しかし、このマーケティング・ミックスをうまく作用させるためには、ある一つの前提条件が必要となります。それは、どのような顧客に売るのかという、ビジネス上のターゲットが明確になっていることです。
顧客を分類することで顧客を知る
マーケティングは主に製品やサービスの販売に関わる概念ですから、どのような相手に製品やサービスを売るのかという部分が明確になっていなければ、どんなに立派なフレームワークを用いたところでよい結果は得られません。
誰に売るのかという部分を明確にするためには、「セグメンテーション」と「ターゲティング」というステップを経て、顧客を定義することが重要です。
セグメンテーションは、不特定多数の顧客をグループ化して分類する作業のことを指しています。そして、グループ化された顧客の中から、具体的な対象顧客を選び出していく作業のことをターゲティングと呼びます。
マーケティングの世界において、もっとも標準的な顧客のセグメント化は、人口動態的な分類や年齢による分類でしょう。
住んでいる地域や家族構成などで顧客を分類し、それぞれの属性に応じたアプローチを行うというのは、どの企業でも取り組んでいると思います。
人口動態的な切り口以外にも、セグメント化は様々な視点から実施されます。過去の購買履歴から顧客をグループ化するのは、最近のネットビジネスでは当たり前のことですし、心理分析的な手法を用いて趣味嗜好などから類型化するという手法もあります。これらの方法は、複数組み合わせることで、より効果を発揮します。
今後はAIとの協業が必要に
最近はITシステムの性能が向上し、人工知能を使ってビックデータの処理が容易に実施できるようになってきました。これにともなって、セグメント化の手法もより高度になっているようです。
しかし、どんなに技術が発達しても、マーケティングの基礎という意味では何も変わりません。
顧客セグメンテーションで重要なことは、どのような切り口でセグメントするのかという一点に尽きます。目的に合致しない切り口で顧客を分類してもビジネス的にはまったく意味がありません。あまりにも属性を細かくしすぎると、結果に有意性が得られないことも出てきますし、一方で、属性を粗くしすぎると、セグメント化する意味がなくなってしまいます。

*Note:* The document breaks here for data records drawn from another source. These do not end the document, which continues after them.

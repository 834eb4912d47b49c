// Copyright (c) Coinpurse contributors.
// All rights reserved.
//
// This source code is licensed under the license found in the
// LICENSE file in the root directory of this source tree.

//! Slot files, the packed version header and backup rotation.

use std::fs::{self, OpenOptions};
use std::io::{self, Write};
use std::path::{Path, PathBuf};

use directories::ProjectDirs;
use once_cell::sync::Lazy;

use crate::models::User;
use crate::save::build::SaveData;
use crate::save::encode::Savable;
use crate::save::error::SaveError;
use crate::save::template;

/// The version stamped into every file this build writes.
pub const SAVE_VERSION: &str = template::CURRENT_VERSION;

/// Hard ceiling imposed by the 6/5/5-bit header packing.
pub const MAX_VERSION: &str = "63.31.31";
const MAX_VERSION_PARTS: [u16; 3] = [63, 31, 31];

pub const FILE_NAME_BASE: &str = "save";
pub const FILE_EXTENSION: &str = ".purse";
pub const BACKUP_EXTENSION: &str = ".bak";

/// Backup generations kept per slot; `.bak1` is the most recent.
pub const BACKUP_COUNT: u32 = 3;

static APP: Lazy<(&str, &str, &str)> = Lazy::new(|| ("no.skagemoen", "Coinpurse", "coinpurse"));

/// Packs "major.minor.patch" into the 16-bit header: bits 15-10 major,
/// 9-5 minor, 4-0 patch. Versions above [`MAX_VERSION`], or strings
/// that are not three dot-separated numbers, are unsupported.
pub fn pack_version(version: &str) -> Result<u16, SaveError> {
    let unsupported = |ceiling: Option<&str>| SaveError::UnsupportedVersion {
        version: version.to_string(),
        ceiling: ceiling.map(str::to_string),
    };

    let mut parts = [0u16; 3];
    let mut split = version.split('.');
    for part in &mut parts {
        *part = split
            .next()
            .and_then(|n| n.parse().ok())
            .ok_or_else(|| unsupported(None))?;
    }
    if split.next().is_some() {
        return Err(unsupported(None));
    }
    if parts.iter().zip(MAX_VERSION_PARTS).any(|(n, max)| *n > max) {
        return Err(unsupported(Some(MAX_VERSION)));
    }
    Ok((parts[0] << 10) | (parts[1] << 5) | parts[2])
}

/// Inverse of [`pack_version`].
pub fn unpack_version(bits: u16) -> String {
    format!("{}.{}.{}", (bits >> 10) & 0x3f, (bits >> 5) & 0x1f, bits & 0x1f)
}

/// Owns the directory save slots live in. Passed explicitly to every
/// operation that touches saves; there is no ambient current-user or
/// current-directory state.
pub struct SaveManager {
    base_dir: PathBuf,
}

impl SaveManager {
    pub fn new(base_dir: impl Into<PathBuf>) -> Self {
        Self {
            base_dir: base_dir.into(),
        }
    }

    /// The platform data directory, created if needed.
    pub fn default_location() -> Result<Self, SaveError> {
        let dirs = ProjectDirs::from(APP.0, APP.1, APP.2).ok_or(SaveError::NoDataDir)?;
        let base = dirs.data_dir().to_path_buf();
        fs::create_dir_all(&base)?;
        Ok(Self::new(base))
    }

    pub fn base_dir(&self) -> &Path {
        &self.base_dir
    }

    /// `<base>/save<slot>.purse`
    pub fn slot_path(&self, slot: u32) -> PathBuf {
        self.base_dir
            .join(format!("{FILE_NAME_BASE}{slot}{FILE_EXTENSION}"))
    }

    /// `<live path>.bak<generation>`
    pub fn backup_path(&self, slot: u32, generation: u32) -> PathBuf {
        let mut path = self.slot_path(slot).into_os_string();
        path.push(format!("{BACKUP_EXTENSION}{generation}"));
        PathBuf::from(path)
    }

    /// Rotates backups, then writes the user under a fresh live file.
    ///
    /// The version ceiling is checked before any file is touched, so an
    /// unsupported configured version leaves the slot untouched. The
    /// rotation is sequenced oldest-first (discard `.bak3`, shift the
    /// rest up one generation, move the live file to `.bak1`) so a
    /// crash mid-way costs at most one generation.
    pub fn save_user(&self, user: &User, slot: u32) -> Result<(), SaveError> {
        let header = pack_version(SAVE_VERSION)?;
        fs::create_dir_all(&self.base_dir)?;
        self.rotate_backups(slot)?;

        let mut file = OpenOptions::new()
            .write(true)
            .create_new(true)
            .open(self.slot_path(slot))?;
        file.write_all(&header.to_be_bytes())?;
        file.write_all(&user.as_bytes())?;
        Ok(())
    }

    fn rotate_backups(&self, slot: u32) -> Result<(), SaveError> {
        let oldest = self.backup_path(slot, BACKUP_COUNT);
        if oldest.is_file() {
            fs::remove_file(&oldest)?;
        }
        for generation in (2..=BACKUP_COUNT).rev() {
            let from = self.backup_path(slot, generation - 1);
            if from.is_file() {
                fs::rename(from, self.backup_path(slot, generation))?;
            }
        }
        let live = self.slot_path(slot);
        if live.exists() {
            fs::rename(live, self.backup_path(slot, 1))?;
        }
        Ok(())
    }

    /// Loads and rebuilds the user in `slot`, whatever supported
    /// version wrote it.
    pub fn load_user(&self, slot: u32) -> Result<User, SaveError> {
        let bytes = match fs::read(self.slot_path(slot)) {
            Ok(bytes) => bytes,
            Err(e) if e.kind() == io::ErrorKind::NotFound => {
                return Err(SaveError::NoSuchSave(slot));
            }
            Err(e) => return Err(e.into()),
        };
        if bytes.len() < 2 {
            return Err(SaveError::Truncated {
                needed: 2,
                remaining: bytes.len(),
            });
        }
        let version = unpack_version(u16::from_be_bytes([bytes[0], bytes[1]]));
        SaveData::from_payload(&version, &bytes[2..])?.build_user()
    }
}
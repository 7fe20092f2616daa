//! Current weather at a configured location

use crate::fetch::provider::non_empty_str;
use crate::fetch::{InvalidUrl, Provider, RequestDescriptor, Resource};
use serde::{Deserialize, Serialize};
use serde_json::Value;
use std::fmt;

pub const NAME: &str = "weather";

/// Geographic location for weather lookups
#[derive(Debug, Clone, Copy, PartialEq, Serialize, Deserialize)]
pub struct Location {
    pub latitude: f64,
    pub longitude: f64,
}

impl Default for Location {
    fn default() -> Self {
        // Moscow
        Self {
            latitude: 55.75,
            longitude: 37.62,
        }
    }
}

#[derive(Debug, Clone, PartialEq, Serialize, Deserialize)]
pub struct Weather {
    pub temperature_c: Option<f64>,
    pub description: String,
}

impl fmt::Display for Weather {
    fn fmt(&self, f: &mut fmt::Formatter<'_>) -> fmt::Result {
        match self.temperature_c {
            Some(t) => write!(f, "{:.1}°C, {}", t, self.description),
            None => f.write_str(&self.description),
        }
    }
}

pub fn fallback() -> Weather {
    Weather {
        temperature_c: None,
        description: "Weather unavailable".to_string(),
    }
}

/// WMO weather interpretation codes, as used by Open-Meteo
fn describe_wmo_code(code: u64) -> &'static str {
    match code {
        0 => "clear sky",
        1..=3 => "partly cloudy",
        45 | 48 => "fog",
        51..=57 => "drizzle",
        61..=67 => "rain",
        71..=77 => "snow",
        80..=82 => "rain showers",
        85 | 86 => "snow showers",
        95..=99 => "thunderstorm",
        _ => "unknown conditions",
    }
}

/// `{"current_weather": {"temperature": 12.3, "weathercode": 3, ...}}`
pub fn parse_open_meteo(document: &Value) -> Option<Weather> {
    let current = &document["current_weather"];
    let temperature = current["temperature"].as_f64().filter(|t| t.is_finite())?;
    let description = current["weathercode"]
        .as_u64()
        .map(describe_wmo_code)
        .unwrap_or("unknown conditions");

    Some(Weather {
        temperature_c: Some(temperature),
        description: description.to_string(),
    })
}

/// wttr.in `format=j1`: temperatures arrive as strings
pub fn parse_wttr(document: &Value) -> Option<Weather> {
    let current = document["current_condition"].as_array()?.first()?;
    let temperature = non_empty_str(&current["temp_C"])?.parse::<f64>().ok()?;
    let description = current["weatherDesc"]
        .as_array()
        .and_then(|d| d.first())
        .and_then(|d| non_empty_str(&d["value"]))
        .map(|d| d.to_lowercase())
        .unwrap_or_else(|| "unknown conditions".to_string());

    Some(Weather {
        temperature_c: Some(temperature),
        description,
    })
}

pub fn resource(location: Location) -> Result<Resource<Weather>, InvalidUrl> {
    let open_meteo = format!(
        "https://api.open-meteo.com/v1/forecast?latitude={}&longitude={}&current_weather=true",
        location.latitude, location.longitude
    );
    let wttr = format!(
        "https://wttr.in/{},{}?format=j1",
        location.latitude, location.longitude
    );

    Ok(Resource::new(
        NAME,
        vec![
            Provider::json("open-meteo", RequestDescriptor::get(&open_meteo)?, parse_open_meteo)
                .with_rank(1),
            Provider::json("wttr", RequestDescriptor::get(&wttr)?, parse_wttr).with_rank(2),
        ],
        fallback(),
    ))
}
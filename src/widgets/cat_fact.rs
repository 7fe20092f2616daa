//! Cat facts

use crate::fetch::provider::non_empty_str;
use crate::fetch::{InvalidUrl, Provider, RequestDescriptor, Resource};
use serde::{Deserialize, Serialize};
use serde_json::Value;
use std::fmt;

pub const NAME: &str = "cat-fact";

const CATFACT_NINJA_URL: &str = "https://catfact.ninja/fact";
const MEOWFACTS_URL: &str = "https://meowfacts.herokuapp.com/";

#[derive(Debug, Clone, PartialEq, Eq, Serialize, Deserialize)]
pub struct CatFact {
    pub fact: String,
}

impl fmt::Display for CatFact {
    fn fmt(&self, f: &mut fmt::Formatter<'_>) -> fmt::Result {
        f.write_str(&self.fact)
    }
}

pub fn fallback() -> CatFact {
    CatFact {
        fact: "Cats spend around two thirds of their lives asleep.".to_string(),
    }
}

/// `{"fact": "...", "length": 42}`
pub fn parse_catfact_ninja(document: &Value) -> Option<CatFact> {
    non_empty_str(&document["fact"]).map(|fact| CatFact { fact })
}

/// `{"data": ["..."]}`
pub fn parse_meowfacts(document: &Value) -> Option<CatFact> {
    document["data"]
        .as_array()?
        .iter()
        .find_map(non_empty_str)
        .map(|fact| CatFact { fact })
}

pub fn resource() -> Result<Resource<CatFact>, InvalidUrl> {
    Ok(Resource::new(
        NAME,
        vec![
            Provider::json(
                "catfact-ninja",
                RequestDescriptor::get(CATFACT_NINJA_URL)?,
                parse_catfact_ninja,
            )
            .with_rank(1),
            Provider::json("meowfacts", RequestDescriptor::get(MEOWFACTS_URL)?, parse_meowfacts)
                .with_rank(2),
        ],
        fallback(),
    ))
}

試行錯誤を繰り返し、自社のビジネスにもっとも適合したセグメントのやり方を模索していく以外に決め手となる方法はないのです。マーケティングに求められるのは、このあたりのセンスであり、この仕事が経験値に大きく左右される理由でもあります。
ただ人工知能による解析の場合、人間の感覚では想像もつかなかったような結果を出すことがあり、その場合には、まったく別のメカニズムが存在している可能性について考える必要があります。これからはAIとうまく協業することが重要となってくるでしょう。